(Stored data entries)
<<<<
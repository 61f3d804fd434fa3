//! Summary of a completed fetch.

use std::path::PathBuf;
use std::time::Duration;

/// Result of a successful fetch.
#[derive(Debug, Clone)]
pub struct FetchReport {
    /// Remote file that was dumped.
    pub remote_path: String,

    /// Local file that was written.
    pub output_path: PathBuf,

    /// Raw bytes received while streaming.
    pub raw_bytes: u64,

    /// Lines accepted as base64 payload.
    pub candidate_lines: usize,

    /// Length of the concatenated base64 text.
    pub encoded_len: usize,

    /// Decoded bytes written to `output_path`.
    pub bytes_written: u64,

    /// Dialogue steps that timed out but were tolerated.
    pub dialogue_timeouts: usize,

    /// Wall time from connect to file written.
    pub elapsed: Duration,
}

impl FetchReport {
    /// Written size in mebibytes.
    pub fn megabytes_written(&self) -> f64 {
        self.bytes_written as f64 / (1024.0 * 1024.0)
    }
}

impl std::fmt::Display for FetchReport {
    fn fmt(&self, f: &mut std::fmt::Formatter<'_>) -> std::fmt::Result {
        write!(
            f,
            "Successfully downloaded {:.1} MB to {}",
            self.megabytes_written(),
            self.output_path.display()
        )
    }
}
//! Builder for creating fetchers.

use std::path::PathBuf;
use std::time::Duration;

use secrecy::SecretString;

use super::{FetchJob, Fetcher};
use crate::collector::CollectorConfig;
use crate::dialogue::{
    DialogueBuilder, DialogueConfig, DialogueStep, TimeoutPolicy, mark_privileged_step,
};
use crate::error::{ConfigError, Result};
use crate::transport::config::{AuthMethod, HostKeyVerification, SshConfig};

/// Where Gaia keeps backups created with `add backup local`.
pub const DEFAULT_REMOTE_DIR: &str = "/var/log/CPbackup/backups";

/// Narrowest terminal that does not wrap 76-column `base64` output.
const MIN_TERMINAL_WIDTH: u32 = 80;

/// Builder for constructing a [`Fetcher`].
///
/// # Example
///
/// ```rust,no_run
/// use cpfetch::FetchBuilder;
///
/// # async fn example() -> Result<(), cpfetch::Error> {
/// let fetcher = FetchBuilder::new("192.168.1.1")
///     .username("admin")
///     .password("secret")
///     .expert_password("expert-secret")
///     .backup_file("backup_gw1_10_Oct_2024.tgz")
///     .output("gw1.tgz")
///     .build()?;
///
/// let report = fetcher.run(|_| {}).await?;
/// println!("{}", report);
/// # Ok(())
/// # }
/// ```
pub struct FetchBuilder {
    host: String,
    port: u16,
    username: Option<String>,
    auth: Option<AuthMethod>,
    expert_password: Option<SecretString>,
    steps: Option<Vec<DialogueStep>>,
    remote_dir: String,
    backup_file: Option<String>,
    output: Option<PathBuf>,
    timeout: Duration,
    read_timeout: Duration,
    terminal_width: u32,
    terminal_height: u32,
    host_key_verification: HostKeyVerification,
    known_hosts_path: Option<PathBuf>,
    dialogue: DialogueConfig,
    collector: CollectorConfig,
}

impl FetchBuilder {
    /// Create a new fetch builder for the specified host.
    pub fn new(host: impl Into<String>) -> Self {
        Self {
            host: host.into(),
            port: 22,
            username: None,
            auth: None,
            expert_password: None,
            steps: None,
            remote_dir: DEFAULT_REMOTE_DIR.to_string(),
            backup_file: None,
            output: None,
            timeout: Duration::from_secs(30),
            read_timeout: Duration::from_secs(300),
            terminal_width: 200,
            terminal_height: 50,
            host_key_verification: HostKeyVerification::default(),
            known_hosts_path: None,
            dialogue: DialogueConfig::default(),
            collector: CollectorConfig::default(),
        }
    }

    /// Set the SSH port (default: 22).
    pub fn port(mut self, port: u16) -> Self {
        self.port = port;
        self
    }

    /// Set the username for authentication.
    pub fn username(mut self, username: impl Into<String>) -> Self {
        self.username = Some(username.into());
        self
    }

    /// Set password authentication.
    pub fn password(mut self, password: impl Into<String>) -> Self {
        self.auth = Some(AuthMethod::Password(SecretString::from(password.into())));
        self
    }

    /// Set private key authentication.
    pub fn private_key(mut self, key_path: impl Into<PathBuf>) -> Self {
        self.auth = Some(AuthMethod::PrivateKey {
            path: key_path.into(),
            passphrase: None,
        });
        self
    }

    /// Set private key authentication with passphrase.
    pub fn private_key_with_passphrase(
        mut self,
        key_path: impl Into<PathBuf>,
        passphrase: impl Into<String>,
    ) -> Self {
        self.auth = Some(AuthMethod::PrivateKey {
            path: key_path.into(),
            passphrase: Some(SecretString::from(passphrase.into())),
        });
        self
    }

    /// Set the password for the privileged (expert) shell.
    pub fn expert_password(mut self, password: impl Into<String>) -> Self {
        self.expert_password = Some(SecretString::from(password.into()));
        self
    }

    /// Replace the expert-mode dialogue with custom steps. If no step is
    /// marked as entering the privileged shell, the last one is.
    pub fn dialogue_steps(mut self, mut steps: Vec<DialogueStep>) -> Self {
        mark_privileged_step(&mut steps);
        self.steps = Some(steps);
        self
    }

    /// Set the remote directory holding the backup.
    pub fn remote_dir(mut self, dir: impl Into<String>) -> Self {
        self.remote_dir = dir.into();
        self
    }

    /// Set the name of the backup file inside the remote directory.
    pub fn backup_file(mut self, name: impl Into<String>) -> Self {
        self.backup_file = Some(name.into());
        self
    }

    /// Set the local destination.
    pub fn output(mut self, path: impl Into<PathBuf>) -> Self {
        self.output = Some(path.into());
        self
    }

    /// Set the connection timeout.
    pub fn timeout(mut self, timeout: Duration) -> Self {
        self.timeout = timeout;
        self
    }

    /// Set the upper bound for a single channel read.
    pub fn read_timeout(mut self, timeout: Duration) -> Self {
        self.read_timeout = timeout;
        self
    }

    /// Set terminal dimensions.
    pub fn terminal_size(mut self, width: u32, height: u32) -> Self {
        self.terminal_width = width;
        self.terminal_height = height;
        self
    }

    /// Set the host key verification mode.
    pub fn host_key_verification(mut self, mode: HostKeyVerification) -> Self {
        self.host_key_verification = mode;
        self
    }

    /// Use a specific known_hosts file.
    pub fn known_hosts_path(mut self, path: impl Into<PathBuf>) -> Self {
        self.known_hosts_path = Some(path.into());
        self
    }

    /// Set what happens when a dialogue step times out.
    pub fn timeout_policy(mut self, policy: TimeoutPolicy) -> Self {
        self.dialogue.policy = policy;
        self
    }

    /// Set the delay between polls, for both the dialogue and the stream.
    pub fn poll_interval(mut self, interval: Duration) -> Self {
        self.dialogue.poll_interval = interval;
        self.collector.poll_interval = interval;
        self
    }

    /// Set how many consecutive empty polls end the transfer.
    pub fn max_idle_polls(mut self, polls: u32) -> Self {
        self.collector.max_idle_polls = polls;
        self
    }

    /// Set the largest single read while streaming.
    pub fn chunk_size(mut self, bytes: usize) -> Self {
        self.collector.chunk_size = bytes;
        self
    }

    /// Report progress every `chunks` chunks (0 disables it).
    pub fn progress_every(mut self, chunks: u64) -> Self {
        self.collector.progress_every = chunks;
        self
    }

    /// Validate the settings and build the fetcher.
    ///
    /// This does not connect; call [`Fetcher::run`] for that.
    pub fn build(self) -> Result<Fetcher> {
        let username = self.username.ok_or_else(|| invalid("Username is required"))?;
        let auth = self
            .auth
            .ok_or_else(|| invalid("A password or private key is required"))?;

        let steps = match (self.steps, self.expert_password) {
            (Some(steps), _) => steps,
            (None, Some(password)) => DialogueBuilder::expert_mode(password),
            (None, None) => return Err(invalid("Expert password is required")),
        };

        let backup_file = self
            .backup_file
            .ok_or_else(|| invalid("Backup file name is required"))?;
        validate_file_name(&backup_file)?;

        let output_path = self
            .output
            .ok_or_else(|| invalid("Output path is required"))?;

        if self.remote_dir.trim().is_empty() || self.remote_dir.chars().any(char::is_whitespace) {
            return Err(invalid(format!("Invalid remote directory '{}'", self.remote_dir)));
        }
        if self.collector.chunk_size == 0 {
            return Err(invalid("Chunk size must be greater than zero"));
        }
        if self.collector.max_idle_polls == 0 {
            return Err(invalid("Idle poll count must be greater than zero"));
        }
        if self.terminal_width < MIN_TERMINAL_WIDTH {
            return Err(invalid(format!(
                "Terminal width {} would wrap base64 lines (minimum {})",
                self.terminal_width, MIN_TERMINAL_WIDTH
            )));
        }

        let ssh = SshConfig {
            host: self.host,
            port: self.port,
            username,
            auth,
            timeout: self.timeout,
            read_timeout: self.read_timeout,
            terminal_width: self.terminal_width,
            terminal_height: self.terminal_height,
            host_key_verification: self.host_key_verification,
            known_hosts_path: self.known_hosts_path,
        };

        let job = FetchJob {
            steps,
            remote_dir: self.remote_dir.trim_end_matches('/').to_string(),
            backup_file,
            output_path,
            dialogue: self.dialogue,
            collector: self.collector,
        };

        Ok(Fetcher::new(ssh, job))
    }
}

/// The file name ends up in a remote shell command line, so only allow
/// characters that cannot change its meaning.
fn validate_file_name(name: &str) -> Result<()> {
    let allowed = |c: char| c.is_ascii_alphanumeric() || "._-+:@,".contains(c);

    if name.is_empty() || name == "." || name == ".." || !name.chars().all(allowed) {
        return Err(invalid(format!("Invalid backup file name '{}'", name)));
    }
    Ok(())
}

fn invalid(message: impl Into<String>) -> crate::Error {
    ConfigError::Invalid {
        message: message.into(),
    }
    .into()
}

#[cfg(test)]
mod tests {
    use super::*;
    use crate::error::Error;

    fn builder() -> FetchBuilder {
        FetchBuilder::new("gw1")
            .username("admin")
            .password("pw")
            .expert_password("expw")
            .backup_file("backup_gw1_10_Oct_2024_12_00.tgz")
            .output("out.tgz")
    }

    fn message(result: Result<Fetcher>) -> String {
        match result {
            Err(Error::Config(ConfigError::Invalid { message })) => message,
            Err(other) => panic!("unexpected error: {other}"),
            Ok(_) => panic!("expected a config error"),
        }
    }

    #[test]
    fn test_build_defaults() {
        let fetcher = builder().build().unwrap();
        assert_eq!(fetcher.ssh().port, 22);
        assert_eq!(fetcher.ssh().terminal_width, 200);
        assert_eq!(
            fetcher.job().remote_path(),
            "/var/log/CPbackup/backups/backup_gw1_10_Oct_2024_12_00.tgz"
        );
        assert_eq!(fetcher.job().steps.len(), 3);
        assert_eq!(fetcher.job().collector.max_idle_polls, 60);
    }

    #[test]
    fn test_remote_dir_trailing_slash() {
        let fetcher = builder().remote_dir("/home/admin/").build().unwrap();
        assert_eq!(
            fetcher.job().remote_path(),
            "/home/admin/backup_gw1_10_Oct_2024_12_00.tgz"
        );
    }

    #[test]
    fn test_missing_fields() {
        assert!(message(FetchBuilder::new("gw1").build()).contains("Username"));
        assert!(message(FetchBuilder::new("gw1").username("a").build()).contains("password or private key"));
        assert!(
            message(FetchBuilder::new("gw1").username("a").password("b").build())
                .contains("Expert password")
        );
    }

    #[test]
    fn test_rejects_unsafe_file_names() {
        for name in ["", "..", "a b.tgz", "x;rm -rf /", "../etc/shadow", "$(id)"] {
            let msg = message(builder().backup_file(name).build());
            assert!(msg.contains("Invalid backup file name"), "{name}: {msg}");
        }
    }

    #[test]
    fn test_rejects_bad_tuning() {
        assert!(message(builder().chunk_size(0).build()).contains("Chunk size"));
        assert!(message(builder().max_idle_polls(0).build()).contains("Idle poll"));
        assert!(message(builder().terminal_size(60, 24).build()).contains("Terminal width"));
        assert!(message(builder().remote_dir("/a b").build()).contains("remote directory"));
    }

    #[test]
    fn test_custom_steps_replace_expert_dialogue() {
        let steps = DialogueBuilder::new().send("sudo -i").expect("#").build();
        let fetcher = FetchBuilder::new("gw1")
            .username("admin")
            .private_key("/tmp/id_ed25519")
            .dialogue_steps(steps)
            .backup_file("a.tgz")
            .output("a.tgz")
            .build()
            .unwrap();
        assert_eq!(fetcher.job().steps.len(), 1);
        assert!(fetcher.job().steps[0].privileged);
    }

    #[test]
    fn test_hand_built_steps_get_privileged_marker() {
        let steps = vec![
            DialogueStep::wait("banner", Duration::from_secs(1)),
            DialogueStep::new("sudo -i", "#"),
        ];
        let fetcher = builder().dialogue_steps(steps).build().unwrap();
        let steps = &fetcher.job().steps;
        assert!(!steps[0].privileged);
        assert!(steps[1].privileged);
    }

    #[test]
    fn test_poll_interval_applies_to_both_stages() {
        let fetcher = builder()
            .poll_interval(Duration::from_millis(100))
            .build()
            .unwrap();
        assert_eq!(fetcher.job().dialogue.poll_interval, Duration::from_millis(100));
        assert_eq!(fetcher.job().collector.poll_interval, Duration::from_millis(100));
    }
}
>>>>
Would you filter the records and copy out each line containing "home"?

        let fetcher = builder().remote_dir("/home/admin/").build().unwrap();
            "/home/admin/backup_gw1_10_Oct_2024_12_00.tgz"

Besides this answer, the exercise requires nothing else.